Saturday, May 1, 2021

It's Always Been the Music


As I folded laundry to Spotify tonight, a peppy Club Mix came on, a bouncy flight of joy that forced my foot to tapping, my entire body soon ad-libbing into a slight sway-bounce-sway as I put the last of the towels and socks away.

I marveled at the happiness and childlike sense of pure fun the song imbued.


It occurred to me how dissension, disgruntlement, and being disturbed and pre-occupied with self-imposed burdens seemed oddly juxtaposed to tunes such as this dancing in the air.  


And then flickers of my own past conflicts crossed my line of sight: of impatience with my own children when they were small; misunderstandings and mean-spiritedness among family; the inability to remain true to one's self and to God; the faults of false pretense and worrying about what others think, all ran through my mind as sad, unnecessary truths in contrast to this delightfully playful music now filling my space. 


I thought, "How could there ever be dissension when music, be it of angels or electronica, is so able to quickly, and graciously I might add, swallow it up and prevent it even happening in the first place?"


The song ended, leaving my mind and inner being in smiling good-cheer. 


And that's when I realized that my wellbeing has almost always coincided with the listening to music.


It’s always been the music: 


The music that eased me awake, as a senior in high school, at five a.m., accompanied by the green glow of the eight-track in my bedroom, and enabled me to rise out of sleep and force myself out the door to catch the bus by ten minutes to seven in the cold January morning. All so that I could enter a high school building I didn’t want to enter, in order to spend the day with other students who only made me nervous and self-conscious.

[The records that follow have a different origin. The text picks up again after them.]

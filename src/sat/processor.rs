//! SAT-based unification
//!
//! Encodes the goal once, then alternates between solving and adding a
//! blocking clause for the unifier just found until the formula becomes
//! unsatisfiable.

use std::time::Instant;

use tracing::{debug, info};

use crate::core::{CancellationToken, SatBackend, SolverStats, UnificationAlgorithm};
use crate::error::{ErrorCode, UelError, UelResult};
use crate::goal::{Goal, Unifier};
use crate::sat::dpll::{DpllConfig, DpllSolver};
use crate::sat::encoder::SatEncoder;
use crate::sat::formula::{Formula, SatResult};

/// Unification algorithm driven by a SAT backend
pub struct SatProcessor<'g> {
    goal: &'g Goal,
    encoder: SatEncoder<'g>,
    backend: Box<dyn SatBackend + 'g>,
    formula: Option<Formula>,
    cancel: CancellationToken,
    exhausted: bool,
    stats: SolverStats,
}

impl<'g> SatProcessor<'g> {
    /// Processor using the built-in DPLL solver
    pub fn new(goal: &'g Goal, minimal: bool, cancel: CancellationToken) -> Self {
        Self::with_backend(goal, minimal, Box::new(DpllSolver::new()), cancel)
    }

    pub fn with_dpll(
        goal: &'g Goal,
        minimal: bool,
        config: DpllConfig,
        cancel: CancellationToken,
    ) -> Self {
        Self::with_backend(goal, minimal, Box::new(DpllSolver::with_config(config)), cancel)
    }

    pub fn with_backend(
        goal: &'g Goal,
        minimal: bool,
        backend: Box<dyn SatBackend + 'g>,
        cancel: CancellationToken,
    ) -> Self {
        let mut stats = SolverStats::new(if minimal { "sat-minimal" } else { "sat" });
        stats.atoms = goal.store().len();
        stats.variables = goal.store().variables().len();
        Self {
            goal,
            encoder: SatEncoder::new(goal, minimal),
            backend,
            formula: None,
            cancel,
            exhausted: false,
            stats,
        }
    }

    /// The encoded formula (encoding it on first use)
    pub fn formula(&mut self) -> UelResult<&Formula> {
        if self.formula.is_none() {
            let formula = self.encoder.encode()?;
            self.stats.literals = formula.num_vars() as usize;
            self.stats.clauses = formula.clause_count();
            self.formula = Some(formula);
        }
        self.formula
            .as_ref()
            .ok_or_else(|| UelError::internal("formula missing after encoding"))
    }

    fn step(&mut self) -> UelResult<Option<Unifier>> {
        if self.exhausted {
            return Ok(None);
        }
        self.cancel.check()?;
        self.formula()?;
        let Some(formula) = self.formula.as_mut() else {
            return Err(UelError::internal("formula missing after encoding"));
        };

        self.stats.solver_calls += 1;
        let result = self.backend.solve(formula, &self.cancel)?;
        self.stats.decisions = self.backend.decisions();

        match result {
            SatResult::Sat(model) => {
                let unifier = self
                    .encoder
                    .decode(&model)
                    .map_err(|e| e.with_context("solver", self.backend.name().to_string()))?;
                let blocking = self.encoder.blocking_clause(&model)?;
                formula.add_clause(blocking);
                self.stats.clauses = formula.clause_count();
                self.stats.candidates += 1;
                debug!(
                    goal = self.goal.id(),
                    call = self.stats.solver_calls,
                    cost = ?model.cost,
                    "model found"
                );
                Ok(Some(unifier))
            }
            SatResult::Unsat => {
                info!(
                    goal = self.goal.id(),
                    models = self.stats.candidates,
                    "formula exhausted"
                );
                self.exhausted = true;
                Ok(None)
            }
            SatResult::Unknown(reason) => Err(UelError::new(ErrorCode::ResourceLimit, reason)
                .in_goal(self.goal.id())
                .with_context("solver", self.backend.name().to_string())),
        }
    }
}

impl<'g> UnificationAlgorithm for SatProcessor<'g> {
    fn name(&self) -> &'static str {
        if self.encoder.is_minimal() {
            "sat-minimal"
        } else {
            "sat"
        }
    }

    fn next_candidate(&mut self) -> UelResult<Option<Unifier>> {
        let started = Instant::now();
        let result = self.step();
        self.stats.elapsed += started.elapsed();
        result
    }

    fn stats(&self) -> SolverStats {
        self.stats.clone()
    }

    fn cleanup(&mut self) {
        self.formula = None;
        self.exhausted = true;
    }
}
//! UEL - Unification in the description logic EL
//!
//! Computes unifiers of EL unification problems: sets of equations,
//! subsumptions, disequations and dissubsumptions between conjunctions of
//! flat atoms, some of whose concept names are variables.
//!
//! # Architecture
//!
//! - [`atoms::AtomStore`] - interning table for concept names and `∃r.A` atoms
//! - [`goal::Goal`] - the unification problem and its [`goal::Unifier`]s
//! - [`core::UnificationAlgorithm`] - interface implemented by every processor
//! - [`sat::SatProcessor`] - SAT encoding, solved by the built-in DPLL solver
//!   or an external SAT/MaxSAT binary
//! - [`rule::RuleProcessor`] - goal-oriented rules with backtracking
//! - [`asp::AspProcessor`] - answer set programming through clingo
//! - [`enumerator::UnifierEnumerator`] - deduplicating, cancellable enumeration
//!
//! # Example
//!
//! ```rust
//! use uel::{AtomStore, Goal, UelConfig, UnifierEnumerator};
//!
//! let mut store = AtomStore::with_top();
//! let a = store.constant("A").unwrap();
//! let b = store.constant("B").unwrap();
//! let x = store.user_variable("X").unwrap();
//! let mut goal = Goal::new("example", store);
//! goal.add_equation([x], [a, b]).unwrap();
//!
//! let mut enumerator = UnifierEnumerator::new(&goal, UelConfig::default());
//! while enumerator.compute_next_unifier().unwrap() {
//!     let unifier = enumerator.unifier().unwrap();
//!     println!("{}", unifier.render(goal.store(), None));
//! }
//! ```

pub mod asp;
pub mod atoms;
pub mod config;
pub mod core;
pub mod el;
pub mod enumerator;
pub mod error;
pub mod goal;
pub mod process;
pub mod rule;
pub mod sat;

pub use crate::atoms::{Atom, AtomId, AtomKind, AtomStore, RoleId};
pub use crate::config::{ProcessorKind, SatBackendKind, UelConfig};
pub use crate::core::{CancellationToken, SatBackend, SolverStats, UnificationAlgorithm};
pub use crate::el::Concept;
pub use crate::enumerator::{EnumeratorState, UnifierEnumerator};
pub use crate::error::{ErrorCode, UelError, UelResult};
pub use crate::goal::{Axiom, Connective, Goal, GoalDocument, Unifier};

/// Crate version, embedded by the build script
pub const VERSION: &str = env!("UEL_VERSION");
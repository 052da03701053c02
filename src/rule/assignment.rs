//! Partial assignments built by the rule engine
//!
//! For every variable `X` the engine collects a set `S_X` of non-variable
//! atoms; the final unifier maps `X` to the conjunction of `S_X`.

use std::collections::{BTreeMap, BTreeSet};

use crate::atoms::{AtomId, AtomStore};
use crate::goal::Unifier;

#[derive(Debug, Clone, Default, PartialEq, Eq, Hash)]
pub struct Assignment {
    subsumers: BTreeMap<AtomId, BTreeSet<AtomId>>,
}

impl Assignment {
    /// Empty assignment for every variable of the store
    pub fn new(store: &AtomStore) -> Self {
        let subsumers = store
            .variables()
            .iter()
            .map(|&x| (x, BTreeSet::new()))
            .collect();
        Self { subsumers }
    }

    pub fn subsumers(&self, var: AtomId) -> Option<&BTreeSet<AtomId>> {
        self.subsumers.get(&var)
    }

    pub fn contains(&self, var: AtomId, atom: AtomId) -> bool {
        self.subsumers.get(&var).is_some_and(|s| s.contains(&atom))
    }

    /// Add `atom` to `S_var`; false if it was already there
    pub fn add(&mut self, var: AtomId, atom: AtomId) -> bool {
        self.subsumers.entry(var).or_default().insert(atom)
    }

    /// Whether adding `atom` to `S_var` would make the assignment cyclic
    ///
    /// `X` depends on `Y` if `S_X` contains `∃r.Y`. The new atom introduces
    /// a dependency on its filler; the assignment becomes cyclic if `var` is
    /// reachable from that filler.
    pub fn makes_cyclic(&self, var: AtomId, atom: AtomId, store: &AtomStore) -> bool {
        let Some(start) = store.filler(atom).filter(|&f| store.is_variable(f)) else {
            return false;
        };
        let mut stack = vec![start];
        let mut visited = BTreeSet::new();
        while let Some(current) = stack.pop() {
            if current == var {
                return true;
            }
            if !visited.insert(current) {
                continue;
            }
            for &dep in self.subsumers.get(&current).into_iter().flatten() {
                if let Some(next) = store.filler(dep).filter(|&f| store.is_variable(f)) {
                    stack.push(next);
                }
            }
        }
        false
    }

    pub fn is_empty(&self) -> bool {
        self.subsumers.values().all(BTreeSet::is_empty)
    }

    pub fn to_unifier(&self, store: &AtomStore) -> Unifier {
        let mut unifier = Unifier::for_variables(store);
        for (&var, atoms) in &self.subsumers {
            unifier.assign(var, atoms.iter().copied());
        }
        unifier
    }
}

#[cfg(test)]
mod tests {
    use super::*;

    #[test]
    fn test_cycle_detection() {
        let mut store = AtomStore::new();
        let a = store.constant("A").unwrap();
        let x = store.user_variable("X").unwrap();
        let y = store.user_variable("Y").unwrap();
        let rx = store.existential("r", x).unwrap();
        let ry = store.existential("r", y).unwrap();
        let ra = store.existential("r", a).unwrap();

        let mut assignment = Assignment::new(&store);
        assert!(assignment.makes_cyclic(x, rx, &store));
        assert!(!assignment.makes_cyclic(x, ry, &store));
        assert!(!assignment.makes_cyclic(x, ra, &store));

        // X ⊑ ∃r.Y, then Y ⊑ ∃r.X closes the cycle
        assert!(assignment.add(x, ry));
        assert!(!assignment.add(x, ry));
        assert!(assignment.makes_cyclic(y, rx, &store));
    }

    #[test]
    fn test_to_unifier() {
        let mut store = AtomStore::new();
        let a = store.constant("A").unwrap();
        let x = store.user_variable("X").unwrap();
        let mut assignment = Assignment::new(&store);
        assert!(assignment.is_empty());
        assignment.add(x, a);
        let unifier = assignment.to_unifier(&store);
        assert_eq!(unifier.get(x), Some(&BTreeSet::from([a])));
    }
}
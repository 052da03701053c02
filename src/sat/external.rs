//! External SAT / MaxSAT solvers
//!
//! Plain formulas go to the SAT command as DIMACS CNF, weighted formulas to
//! the MaxSAT command as WCNF. Both are expected to follow the competition
//! output format (see [`crate::sat::output`]).

use tracing::{debug, warn};

use crate::config::{LimitsConfig, SatConfig};
use crate::core::{CancellationToken, SatBackend};
use crate::error::{UelError, UelResult};
use crate::process::SolverProcess;
use crate::sat::formula::{Formula, SatResult};
use crate::sat::output::parse_solver_output;

/// Exit codes used by competition solvers (plus 0 for solvers that don't)
const ACCEPTED_EXIT_CODES: [i32; 4] = [0, 10, 20, 30];

/// SAT backend that runs solver binaries
#[derive(Debug, Clone)]
pub struct ExternalSatBackend {
    sat: SolverProcess,
    maxsat: SolverProcess,
}

impl ExternalSatBackend {
    pub fn new(sat: SolverProcess, maxsat: SolverProcess) -> Self {
        Self { sat, maxsat }
    }

    pub fn from_config(sat: &SatConfig, limits: &LimitsConfig) -> Self {
        let process = |command: &str, args: &[String]| {
            SolverProcess::new(command)
                .args(args.iter().cloned())
                .poll_interval(limits.poll_interval())
                .timeout(limits.timeout())
        };
        Self::new(
            process(&sat.command, &sat.args),
            process(&sat.maxsat_command, &sat.maxsat_args),
        )
    }
}

impl SatBackend for ExternalSatBackend {
    fn name(&self) -> &str {
        "external"
    }

    fn solve(&mut self, formula: &Formula, cancel: &CancellationToken) -> UelResult<SatResult> {
        cancel.check()?;
        let (process, input) = if formula.is_weighted() {
            (&self.maxsat, formula.to_wcnf())
        } else {
            (&self.sat, formula.to_dimacs())
        };
        let command = process.command_line();
        debug!(command = %command, clauses = formula.clause_count(), "calling external solver");

        let output = process.run(input, cancel)?;
        let code = output.code();
        if !code.is_some_and(|c| ACCEPTED_EXIT_CODES.contains(&c)) {
            warn!(command = %command, status = ?code, "external solver failed");
            let mut err = UelError::external(format!(
                "{} exited with status {}",
                command,
                code.map_or_else(|| "signal".to_string(), |c| c.to_string())
            ))
            .with_context("solver", command.clone());
            if let Some(line) = output.stderr.lines().find(|l| !l.trim().is_empty()) {
                err = err.with_cause(line.trim().to_string());
            }
            return Err(err);
        }

        parse_solver_output(&output.stdout).map_err(|e| e.with_context("solver", command))
    }
}
//! Rule-based unification
//!
//! Goals are split into flat subsumptions `A1 ⊓ … ⊓ An ⊑ B`. A fixed set of
//! rules solves them while building, for every variable `X`, a set of
//! non-variable atoms `S_X`; nondeterministic choices are explored by
//! backtracking. Every complete derivation yields a candidate unifier.

pub mod assignment;
pub mod processor;
pub mod rules;
pub mod subsumption;

pub use assignment::Assignment;
pub use processor::{RuleProcessor, SearchState};
pub use rules::{Application, Rule, RuleResult};
pub use subsumption::FlatSubsumption;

Music that enlivened my free-spiritedness throughout my twenties, revealing a vista of new artists and dream-like live concerts. 


Music that soothed as I rocked my babies, and evolved into toddler singsongs on cassette tape that we chimed in with everywhere we went, and that made us laugh.


Music that stepped in along with sobriety, replacing the stadium-rock too heavily associated with having much-too-much of a good time.


Music that traveled loyally with me as I drove, alone, or late at night down the highway with the people I love the most sound asleep around me, as we journeyed home from an adventure or family holiday gathering.


Music that healed the wounds and heartview, so that today, I can once again listen to the old music I once had to swear off—its negative associations now faded; it’s melodies now familiar friends just as fun as they were before, but posing no threat whatsoever.


Music that is now a library of life on a planet called Spotify. Like being handed the grandest of pearls, the entering into the never-ending rabbit hole of tempos, beats, lyrics, and voices is priceless. Now all my existence is ministered to, enlivened and accompanied by portals of mood and meaning, fun and silliness—songs for every pulse beating on any given day—sad or glad, crazy-electronic-dance lively, or out-of-sorts-pensive. 


Music. 


I understand now that quality of life depends on it.


The times I’ve failed most as a person, I realize, is because I took myself and my surroundings too seriously, brought about when I turned off or tuned out the music. 


But, of course, music has an answer for that regret in its ever-present always-ness that, when it sees me coming, greets me with, “Are we ready? Let’s do this,” as if I’d never stepped away, as if I’d never put myself first in thinking that problems and daily obligations are too serious for songs and new album releases. 


Music will always wait and be, for the loyal, and for the prodigal too.


I pick up my headphones, slip them on, and in a wash of instrumental alchemy, enter Eden—the way the world, my world anyway, was meant to be; can be; might be, or simply, contentedly, just is.